### DATA FOR THE TASK
▬▬▬

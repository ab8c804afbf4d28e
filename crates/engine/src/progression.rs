//! Experience granting and badge awarding

use chrono::Utc;
use common::models::{BadgeType, UserProgression};
use sqlx::PgPool;
use tracing::info;

use crate::badges::badge_display;
use crate::leveling;

/// Badge persistence operations behind the award flow.
///
/// The Postgres implementation delegates to the badge_awards table; tests
/// substitute an in-memory set with the same conflict semantics.
pub(crate) trait BadgeStore {
    async fn has_badge(&self, user_id: i64, badge_type: &str) -> Result<bool, common::Error>;
    async fn award(
        &self,
        user_id: i64,
        badge_type: &str,
        description: &str,
    ) -> Result<bool, common::Error>;
}

impl BadgeStore for PgPool {
    async fn has_badge(&self, user_id: i64, badge_type: &str) -> Result<bool, common::Error> {
        db::badges::has_badge(self, user_id, badge_type)
            .await
            .map_err(|e| common::Error::Database(e.to_string()))
    }

    async fn award(
        &self,
        user_id: i64,
        badge_type: &str,
        description: &str,
    ) -> Result<bool, common::Error> {
        db::badges::award(self, user_id, badge_type, description)
            .await
            .map_err(|e| common::Error::Database(e.to_string()))
    }
}

/// Award a badge if not already held, returns true if newly awarded.
///
/// The existence check is advisory; the store's insert-on-conflict handling
/// is what makes concurrent identical calls safe.
pub(crate) async fn try_award<S: BadgeStore>(
    store: &S,
    user_id: i64,
    badge: BadgeType,
) -> Result<bool, common::Error> {
    if store.has_badge(user_id, badge.as_str()).await? {
        return Ok(false);
    }

    let (_, description) = badge_display(badge.as_str());
    let created = store.award(user_id, badge.as_str(), description).await?;

    if created {
        info!("Badge awarded: {} for user {}", badge.as_str(), user_id);
    }
    Ok(created)
}

/// Grants experience and awards badges
pub struct ProgressionService {
    pool: PgPool,
}

impl ProgressionService {
    pub fn new(pool: PgPool) -> Self {
        Self { pool }
    }

    /// Grant experience to a user, updating level and streak state.
    ///
    /// The progression row is created lazily on the first grant. Negative
    /// amounts are rejected; a zero amount still counts as activity for the
    /// streak.
    pub async fn grant_experience(
        &self,
        user_id: i64,
        amount: i64,
    ) -> Result<UserProgression, common::Error> {
        if amount < 0 {
            return Err(common::Error::InvalidInput(format!(
                "experience amount must not be negative, got {}",
                amount
            )));
        }

        let mut prog = match db::progression::get(&self.pool, user_id)
            .await
            .map_err(|e| common::Error::Database(e.to_string()))?
        {
            Some(p) => p,
            None => db::progression::create_default(&self.pool, user_id)
                .await
                .map_err(|e| common::Error::Database(e.to_string()))?,
        };

        prog.experience = leveling::apply_experience(prog.experience, amount);

        let new_level = leveling::level_for_experience(prog.experience);
        let mut reached_legend = false;
        if new_level > prog.level {
            info!("User {} leveled up: {} -> {}", user_id, prog.level, new_level);
            prog.level = new_level;
            reached_legend = new_level >= leveling::LEGEND_LEVEL;
        }

        let today = Utc::now().date_naive();
        let streak = leveling::advance_streak(
            prog.current_streak,
            prog.longest_streak,
            prog.last_activity_date,
            today,
        );
        prog.current_streak = streak.current;
        prog.longest_streak = streak.longest;
        prog.last_activity_date = Some(today);

        db::progression::update(&self.pool, &prog)
            .await
            .map_err(|e| common::Error::Database(e.to_string()))?;

        if reached_legend {
            self.check_and_award_badge(user_id, BadgeType::Legend)
                .await?;
        }

        // Only the topmost satisfied streak tier is checked per grant
        if prog.current_streak >= 100 {
            self.check_and_award_badge(user_id, BadgeType::Streak100)
                .await?;
        } else if prog.current_streak >= 30 {
            self.check_and_award_badge(user_id, BadgeType::Streak30)
                .await?;
        } else if prog.current_streak >= 7 {
            self.check_and_award_badge(user_id, BadgeType::Streak7)
                .await?;
        }

        Ok(prog)
    }

    /// Award a badge if not already held, returns true if newly awarded.
    ///
    /// The existence check is advisory; the unique constraint on
    /// (user_id, badge_type) is what makes concurrent calls safe.
    pub async fn check_and_award_badge(
        &self,
        user_id: i64,
        badge: BadgeType,
    ) -> Result<bool, common::Error> {
        try_award(&self.pool, user_id, badge).await
    }

    /// Check feedback-count badge tiers for a student
    pub async fn check_feedback_badges(
        &self,
        user_id: i64,
    ) -> Result<Vec<BadgeType>, common::Error> {
        let count = db::feedback::count_received(&self.pool, user_id)
            .await
            .map_err(|e| common::Error::Database(e.to_string()))?;

        let mut awarded = Vec::new();
        for (threshold, badge) in [
            (1, BadgeType::FirstFeedback),
            (10, BadgeType::Feedback10),
            (50, BadgeType::Feedback50),
            (100, BadgeType::Feedback100),
        ] {
            if count >= threshold && self.check_and_award_badge(user_id, badge).await? {
                awarded.push(badge);
            }
        }

        Ok(awarded)
    }

    /// Check post and comment badge tiers
    pub async fn check_community_badges(
        &self,
        user_id: i64,
    ) -> Result<Vec<BadgeType>, common::Error> {
        let counts = db::community::counts_for_user(&self.pool, user_id)
            .await
            .map_err(|e| common::Error::Database(e.to_string()))?;

        let mut awarded = Vec::new();
        if counts.posts >= 10 && self.check_and_award_badge(user_id, BadgeType::Post10).await? {
            awarded.push(BadgeType::Post10);
        }
        if counts.comments >= 50
            && self
                .check_and_award_badge(user_id, BadgeType::Comment50)
                .await?
        {
            awarded.push(BadgeType::Comment50);
        }

        Ok(awarded)
    }

    /// Check instructor-reach badge tiers
    pub async fn check_instructor_badges(
        &self,
        user_id: i64,
    ) -> Result<Vec<BadgeType>, common::Error> {
        let today = Utc::now().date_naive();
        let (students, _) = db::lectures::distinct_student_counts(&self.pool, user_id, today)
            .await
            .map_err(|e| common::Error::Database(e.to_string()))?;

        let mut awarded = Vec::new();
        if students >= 10
            && self
                .check_and_award_badge(user_id, BadgeType::Students10)
                .await?
        {
            awarded.push(BadgeType::Students10);
        }
        if students >= 50
            && self
                .check_and_award_badge(user_id, BadgeType::Students50)
                .await?
        {
            awarded.push(BadgeType::Students50);
        }

        Ok(awarded)
    }
}
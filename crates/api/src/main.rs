//! Swimlevel progression API server

use axum::{
    routing::{get, post},
    Router,
};
use std::sync::Arc;
use tower_http::cors::{Any, CorsLayer};
use tower_http::trace::TraceLayer;
use tracing::info;

mod error;
mod routes;
mod state;

use state::AppState;

#[tokio::main]
async fn main() -> anyhow::Result<()> {
    // Load .env file
    dotenvy::dotenv().ok();

    // Initialize tracing
    tracing_subscriber::fmt()
        .with_env_filter(
            tracing_subscriber::EnvFilter::from_default_env()
                .add_directive("engine=debug".parse()?)
                .add_directive("api=debug".parse()?),
        )
        .init();

    info!("🏊 Starting Swimlevel progression API");

    // Load configuration
    let config = common::Config::from_env();

    // Connect to database
    let pool = db::create_pool(&config.database_url).await?;

    // Run migrations
    db::run_migrations(&pool).await?;

    // Create app state
    let state = Arc::new(AppState::new(config.clone(), pool));

    let app = Router::new()
        .route("/health", get(routes::health::health))
        .route(
            "/api/users/:id/experience",
            post(routes::progression::grant),
        )
        .route(
            "/api/users/:id/badges",
            get(routes::badges::list).post(routes::badges::award),
        )
        .route("/api/users/:id/badges/check", post(routes::badges::check))
        .route(
            "/api/dashboard/students/:id",
            get(routes::dashboard::student),
        )
        .route(
            "/api/dashboard/instructors/:id",
            get(routes::dashboard::instructor),
        )
        .route("/api/rankings", get(routes::rankings::get))
        .with_state(state)
        .layer(
            CorsLayer::new()
                .allow_origin(Any)
                .allow_methods(Any)
                .allow_headers(Any),
        )
        .layer(TraceLayer::new_for_http());

    // Start server
    let addr = format!("{}:{}", config.host, config.port);
    info!("🚀 Listening on {}", addr);

    let listener = tokio::net::TcpListener::bind(&addr).await?;
    axum::serve(listener, app).await?;

    Ok(())
}
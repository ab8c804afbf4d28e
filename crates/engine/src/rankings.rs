//! Leaderboard composition

use chrono::{Duration, Utc};
use common::models::{RankingDetails, RankingEntry, RankingResponse, RankingType};
use db::rankings::{InstructorActivityRow, StudentActivityRow};
use sqlx::PgPool;

use crate::scoring;

/// Leaderboards are capped at the top 50 entries
pub const RANKING_CAP: usize = 50;

/// Score, order, and cap student activity rows into ranked entries.
///
/// Zero scorers are dropped; the sort is stable so ties keep storage order.
pub fn compose_student_entries(rows: Vec<StudentActivityRow>) -> Vec<RankingEntry> {
    let mut scored: Vec<(i64, StudentActivityRow)> = rows
        .into_iter()
        .map(|r| {
            (
                scoring::student_score(r.feedback_count, r.post_count, r.comment_count, r.like_count),
                r,
            )
        })
        .filter(|(score, _)| *score > 0)
        .collect();
    scored.sort_by(|a, b| b.0.cmp(&a.0));

    scored
        .into_iter()
        .take(RANKING_CAP)
        .enumerate()
        .map(|(idx, (score, r))| RankingEntry {
            rank: idx as i32 + 1,
            user_id: r.user_id,
            name: r.name,
            nickname: r.nickname,
            profile_image: r.profile_image,
            level: r.level,
            score,
            details: RankingDetails {
                feedback_count: r.feedback_count,
                post_count: r.post_count,
                like_count: r.like_count,
                comment_count: Some(r.comment_count),
                student_count: None,
            },
        })
        .collect()
}

/// Score, order, and cap instructor activity rows into ranked entries
pub fn compose_instructor_entries(rows: Vec<InstructorActivityRow>) -> Vec<RankingEntry> {
    let mut scored: Vec<(i64, InstructorActivityRow)> = rows
        .into_iter()
        .map(|r| {
            (
                scoring::instructor_score(r.student_count, r.feedback_count, r.post_count, r.like_count),
                r,
            )
        })
        .filter(|(score, _)| *score > 0)
        .collect();
    scored.sort_by(|a, b| b.0.cmp(&a.0));

    scored
        .into_iter()
        .take(RANKING_CAP)
        .enumerate()
        .map(|(idx, (score, r))| RankingEntry {
            rank: idx as i32 + 1,
            user_id: r.user_id,
            name: r.name,
            nickname: r.nickname,
            profile_image: r.profile_image,
            level: r.level,
            score,
            details: RankingDetails {
                feedback_count: r.feedback_count,
                post_count: r.post_count,
                like_count: r.like_count,
                comment_count: None,
                student_count: Some(r.student_count),
            },
        })
        .collect()
}

/// Find the caller inside the capped slice, if present
pub fn find_my_ranking(entries: &[RankingEntry], user_id: Option<i64>) -> Option<RankingEntry> {
    let user_id = user_id?;
    entries.iter().find(|e| e.user_id == user_id).cloned()
}

/// Produces leaderboards
pub struct RankingService {
    pool: PgPool,
}

impl RankingService {
    pub fn new(pool: PgPool) -> Self {
        Self { pool }
    }

    /// Compose a leaderboard over the trailing `period_days` window.
    ///
    /// `my_ranking` is only populated when the caller appears within the
    /// top-50 cap; no global rank is computed outside it.
    pub async fn get_rankings(
        &self,
        ranking_type: RankingType,
        period_days: i64,
        current_user_id: Option<i64>,
    ) -> Result<RankingResponse, common::Error> {
        if period_days <= 0 {
            return Err(common::Error::InvalidInput(format!(
                "period_days must be positive, got {}",
                period_days
            )));
        }

        let since = Utc::now() - Duration::days(period_days);

        let rankings = match ranking_type {
            RankingType::InstructorPopular => {
                let rows = db::rankings::instructor_activity(&self.pool, since)
                    .await
                    .map_err(|e| common::Error::Database(e.to_string()))?;
                compose_instructor_entries(rows)
            }
            // STUDENT_ACTIVITY, FEEDBACK_RECEIVER, and COMMUNITY_CONTRIBUTOR
            // share the student score source
            _ => {
                let rows = db::rankings::student_activity(&self.pool, since)
                    .await
                    .map_err(|e| common::Error::Database(e.to_string()))?;
                compose_student_entries(rows)
            }
        };

        let my_ranking = find_my_ranking(&rankings, current_user_id);

        Ok(RankingResponse {
            ranking_type,
            period_days,
            rankings,
            my_ranking,
        })
    }
}
//! Experience-granting routes

use axum::{
    extract::{Path, State},
    Json,
};
use serde::Deserialize;
use std::sync::Arc;

use crate::error::{ApiResult, DbResultExt, OptionExt};
use crate::state::AppState;
use common::models::UserProgression;

#[derive(Deserialize)]
pub struct GrantExperienceRequest {
    pub amount: i64,
}

/// Grant experience to a user; creates the progression row on first grant
pub async fn grant(
    State(state): State<Arc<AppState>>,
    Path(user_id): Path<i64>,
    Json(body): Json<GrantExperienceRequest>,
) -> ApiResult<Json<UserProgression>> {
    db::users::get_by_id(&state.pool, user_id)
        .await
        .db_err()?
        .not_found(format!("User {} not found", user_id))?;

    let progression = state
        .progression
        .grant_experience(user_id, body.amount)
        .await?;

    Ok(Json(progression))
}
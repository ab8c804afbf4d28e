#[cfg(test)]
mod tests {
    use crate::leveling::*;
    use chrono::{NaiveDate, Utc};
    use common::models::UserProgression;

    fn date(y: i32, m: u32, d: u32) -> NaiveDate {
        NaiveDate::from_ymd_opt(y, m, d).unwrap()
    }

    fn make_progression(level: i32, experience: i64) -> UserProgression {
        UserProgression {
            user_id: 1,
            level,
            experience,
            current_streak: 3,
            longest_streak: 5,
            last_activity_date: None,
            updated_at: Utc::now(),
        }
    }

    // level_for_experience tests
    #[test]
    fn test_level_at_zero_experience() {
        assert_eq!(level_for_experience(0), 1);
    }

    #[test]
    fn test_level_just_below_boundary() {
        assert_eq!(level_for_experience(99), 1);
    }

    #[test]
    fn test_level_at_boundary() {
        assert_eq!(level_for_experience(100), 2);
    }

    #[test]
    fn test_level_150_experience() {
        // New user granted 150 exp lands at level 2
        assert_eq!(level_for_experience(150), 2);
    }

    #[test]
    fn test_level_high_experience() {
        assert_eq!(level_for_experience(4900), 50);
        assert_eq!(level_for_experience(5000), 51);
    }

    // apply_experience tests
    #[test]
    fn test_apply_experience_adds() {
        assert_eq!(apply_experience(100, 50), 150);
        assert_eq!(apply_experience(0, 0), 0);
    }

    #[test]
    fn test_apply_experience_saturates_on_huge_grant() {
        assert_eq!(apply_experience(i64::MAX - 1, i64::MAX), i64::MAX);
        assert_eq!(apply_experience(i64::MAX, 1), i64::MAX);
    }

    // level_name boundary tests, six bands inclusive at the lower edge
    #[test]
    fn test_level_name_tier0_upper_edge() {
        assert_eq!(level_name(9), "초보 수영러");
    }

    #[test]
    fn test_level_name_tier1_lower_edge() {
        assert_eq!(level_name(10), "중급 수영러");
    }

    #[test]
    fn test_level_name_tier4_upper_edge() {
        assert_eq!(level_name(49), "수영 전문가");
    }

    #[test]
    fn test_level_name_tier5_lower_edge() {
        assert_eq!(level_name(50), "수영 레전드");
    }

    #[test]
    fn test_level_name_middle_bands() {
        assert_eq!(level_name(1), "초보 수영러");
        assert_eq!(level_name(20), "상급 수영러");
        assert_eq!(level_name(39), "수영 마스터");
        assert_eq!(level_name(120), "수영 레전드");
    }

    // advance_streak tests
    #[test]
    fn test_streak_first_ever_activity() {
        let update = advance_streak(0, 0, None, date(2026, 3, 10));
        assert_eq!(update.current, 1);
        assert_eq!(update.longest, 1);
    }

    #[test]
    fn test_streak_consecutive_day_increments() {
        let update = advance_streak(3, 5, Some(date(2026, 3, 9)), date(2026, 3, 10));
        assert_eq!(update.current, 4);
        assert_eq!(update.longest, 5);
    }

    #[test]
    fn test_streak_consecutive_day_bumps_longest() {
        let update = advance_streak(5, 5, Some(date(2026, 3, 9)), date(2026, 3, 10));
        assert_eq!(update.current, 6);
        assert_eq!(update.longest, 6);
    }

    #[test]
    fn test_streak_same_day_unchanged() {
        let update = advance_streak(3, 5, Some(date(2026, 3, 10)), date(2026, 3, 10));
        assert_eq!(update.current, 3);
        assert_eq!(update.longest, 5);
    }

    #[test]
    fn test_streak_broken_resets_current_only() {
        let update = advance_streak(3, 5, Some(date(2026, 3, 8)), date(2026, 3, 10));
        assert_eq!(update.current, 1);
        assert_eq!(update.longest, 5);
    }

    #[test]
    fn test_streak_long_gap_resets() {
        let update = advance_streak(30, 30, Some(date(2026, 1, 1)), date(2026, 3, 10));
        assert_eq!(update.current, 1);
        assert_eq!(update.longest, 30);
    }

    #[test]
    fn test_streak_clock_skew_treated_as_same_day() {
        // last_activity_date in the future leaves both counters untouched
        let update = advance_streak(3, 5, Some(date(2026, 3, 12)), date(2026, 3, 10));
        assert_eq!(update.current, 3);
        assert_eq!(update.longest, 5);
    }

    // level_info tests
    #[test]
    fn test_level_info_level_one() {
        let info = level_info(&make_progression(1, 50));
        assert_eq!(info.current_level, 1);
        assert_eq!(info.current_level_exp, 50);
        assert_eq!(info.exp_to_next_level, 50);
        assert_eq!(info.progress, 50);
        assert_eq!(info.level_name, "초보 수영러");
    }

    #[test]
    fn test_level_info_within_level_band() {
        let info = level_info(&make_progression(2, 150));
        assert_eq!(info.current_level_exp, 50);
        assert_eq!(info.progress, 50);
    }

    #[test]
    fn test_level_info_fresh_band() {
        let info = level_info(&make_progression(2, 100));
        assert_eq!(info.current_level_exp, 0);
        assert_eq!(info.progress, 0);
    }

    #[test]
    fn test_level_info_carries_streaks() {
        let info = level_info(&make_progression(1, 0));
        assert_eq!(info.current_streak, 3);
        assert_eq!(info.longest_streak, 5);
    }
}
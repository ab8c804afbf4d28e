//! Health check routes

use axum::{extract::State, Json};
use serde::Serialize;
use std::sync::Arc;

use crate::state::AppState;

#[derive(Serialize)]
pub struct HealthResponse {
    status: &'static str,
    service: &'static str,
    version: &'static str,
    database: &'static str,
}

/// Liveness plus a cheap DB-readiness probe
pub async fn health(State(state): State<Arc<AppState>>) -> Json<HealthResponse> {
    let database = match sqlx::query("SELECT 1").execute(&state.pool).await {
        Ok(_) => "ok",
        Err(_) => "unavailable",
    };

    Json(HealthResponse {
        status: "ok",
        service: "swimlevel-progression",
        version: env!("CARGO_PKG_VERSION"),
        database,
    })
}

▬▬▬

### INSTRUCTIONS TO FOLLOW
Only the number is wanted: how many lines in the data include the string "created"?

### TASK OUTPUT
4